### WHAT YOU ARE ASKED TO DO
Give the number of lines in the records below that include the word "format", and add nothing to it.
STUDY MATERIAL section start
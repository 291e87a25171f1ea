//! Category report generation
//!
//! Each category's report is produced by a [`ReportProducer`] from the shared
//! read-only dataset. Generation is bounded: the producer runs in its own task under
//! the configured timeout, so a hang, error or panic in one category becomes a
//! `Failed` result for that category and never touches the other.
//!
//! Before a producer is called the dataset is checked for the required columns and
//! filtered; a category with no qualifying rows is `Empty` without producing
//! anything.

mod builtin;
mod command;
pub mod filter;

pub use builtin::BuiltinProducer;
pub use command::CommandProducer;

use crate::config::{ColumnContract, Config, ProducerKind};
use crate::error::Result;
use crate::extraction::Dataset;
use crate::types::{Category, ReportResult, ReportStatus};
use async_trait::async_trait;
use chrono::{DateTime, Local};
use std::path::PathBuf;
use std::sync::Arc;
use std::time::{Duration, Instant};

/// What a producer reports back on success
#[derive(Debug, Clone, PartialEq, Eq)]
pub enum ProducerOutput {
    /// The artifact was written to the given path
    Generated(PathBuf),
    /// The producer found nothing to report
    Empty,
}

/// Everything a producer needs to build one category's report
#[derive(Debug, Clone)]
pub struct ReportRequest {
    /// Category being generated
    pub category: Category,
    /// The validated dataset, shared with the other category
    pub dataset: Dataset,
    /// Product names that belong to the category
    pub products: Vec<String>,
    /// Column names the filter relies on
    pub columns: ColumnContract,
    /// Row indices that passed the filter, in dataset order
    pub qualifying: Vec<usize>,
    /// Where the artifact must be written
    pub output: PathBuf,
    /// Local time stamped into the report
    pub generated_at: DateTime<Local>,
}

/// Builds the report for one category
///
/// Implementations must write only to `request.output` and must not modify the
/// dataset file.
#[async_trait]
pub trait ReportProducer: Send + Sync {
    /// Produce the report described by `request`
    async fn generate(&self, request: &ReportRequest) -> Result<ProducerOutput>;

    /// Short name used in log lines
    fn name(&self) -> &'static str;
}

/// Build the producer selected in configuration
pub fn producer_from_config(config: &Config) -> Arc<dyn ReportProducer> {
    match config.reports.producer {
        ProducerKind::Builtin => Arc::new(BuiltinProducer::new()),
        ProducerKind::Command => Arc::new(CommandProducer::from_config(config)),
    }
}

/// Generate one category's report with every failure folded into the result
///
/// Never returns an error: missing columns, producer errors, panics and timeouts
/// all become [`ReportStatus::Failed`].
pub async fn generate_report(
    producer: Arc<dyn ReportProducer>,
    config: &Config,
    dataset: &Dataset,
    category: Category,
    output: PathBuf,
    generated_at: DateTime<Local>,
) -> ReportResult {
    let started = Instant::now();
    let settings = config.reports.category(category);
    let columns = config.reports.columns.clone();

    let finish = |status: ReportStatus, qualifying_rows: Option<usize>| {
        let result = ReportResult {
            category,
            status,
            qualifying_rows,
            elapsed_ms: u64::try_from(started.elapsed().as_millis()).unwrap_or(u64::MAX),
        };
        log_result(&result);
        result
    };

    let qualifying = match filter::qualifying_rows(dataset.table(), &columns, &settings.products) {
        Ok(rows) => rows,
        Err(missing) => {
            return finish(
                ReportStatus::Failed {
                    cause: missing.to_string(),
                },
                None,
            );
        }
    };

    let count = qualifying.len();
    if count == 0 {
        return finish(ReportStatus::Empty, Some(0));
    }

    let request = ReportRequest {
        category,
        dataset: dataset.clone(),
        products: settings.products.clone(),
        columns,
        qualifying,
        output,
        generated_at,
    };

    let status = run_bounded(producer, request, config.reports.generation_timeout).await;
    finish(status, Some(count))
}

/// Generate both categories concurrently
///
/// Artifacts are written into `staging_dir` under each category's configured
/// artifact name. Results come back in [`Category::ALL`] order.
pub async fn generate_all(
    producer: Arc<dyn ReportProducer>,
    config: &Config,
    dataset: &Dataset,
    staging_dir: &std::path::Path,
    generated_at: DateTime<Local>,
) -> Vec<ReportResult> {
    let output_for = |category: Category| {
        staging_dir.join(&config.reports.category(category).artifact_name)
    };

    let (a, b) = tokio::join!(
        generate_report(
            producer.clone(),
            config,
            dataset,
            Category::A,
            output_for(Category::A),
            generated_at,
        ),
        generate_report(
            producer,
            config,
            dataset,
            Category::B,
            output_for(Category::B),
            generated_at,
        ),
    );
    vec![a, b]
}

async fn run_bounded(
    producer: Arc<dyn ReportProducer>,
    request: ReportRequest,
    timeout: Duration,
) -> ReportStatus {
    let category = request.category;
    let producer_name = producer.name();
    tracing::debug!(%category, producer = producer_name, output = ?request.output, "generating report");

    let handle = tokio::spawn(async move { producer.generate(&request).await });
    let abort = handle.abort_handle();

    match tokio::time::timeout(timeout, handle).await {
        Ok(Ok(Ok(ProducerOutput::Generated(artifact)))) => {
            if tokio::fs::try_exists(&artifact).await.unwrap_or(false) {
                ReportStatus::Generated { artifact }
            } else {
                ReportStatus::Failed {
                    cause: format!(
                        "producer reported artifact {} but it does not exist",
                        artifact.display()
                    ),
                }
            }
        }
        Ok(Ok(Ok(ProducerOutput::Empty))) => ReportStatus::Empty,
        Ok(Ok(Err(e))) => ReportStatus::Failed {
            cause: e.to_string(),
        },
        Ok(Err(join_error)) => ReportStatus::Failed {
            cause: if join_error.is_panic() {
                format!("{producer_name} producer panicked")
            } else {
                format!("{producer_name} producer was cancelled")
            },
        },
        Err(_) => {
            abort.abort();
            ReportStatus::Failed {
                cause: format!("generation timed out after {}s", timeout.as_secs()),
            }
        }
    }
}

fn log_result(result: &ReportResult) {
    match &result.status {
        ReportStatus::Generated { artifact } => tracing::info!(
            category = %result.category,
            outcome = "generated",
            qualifying_rows = result.qualifying_rows,
            elapsed_ms = result.elapsed_ms,
            ?artifact,
            "report generated"
        ),
        ReportStatus::Empty => tracing::info!(
            category = %result.category,
            outcome = "empty",
            elapsed_ms = result.elapsed_ms,
            "no qualifying records"
        ),
        ReportStatus::Failed { cause } => tracing::error!(
            category = %result.category,
            outcome = "failed",
            elapsed_ms = result.elapsed_ms,
            cause = %cause,
            "report generation failed"
        ),
    }
}

#[cfg(test)]
mod tests;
STUDY MATERIAL section end
### YOUR SOLUTION
4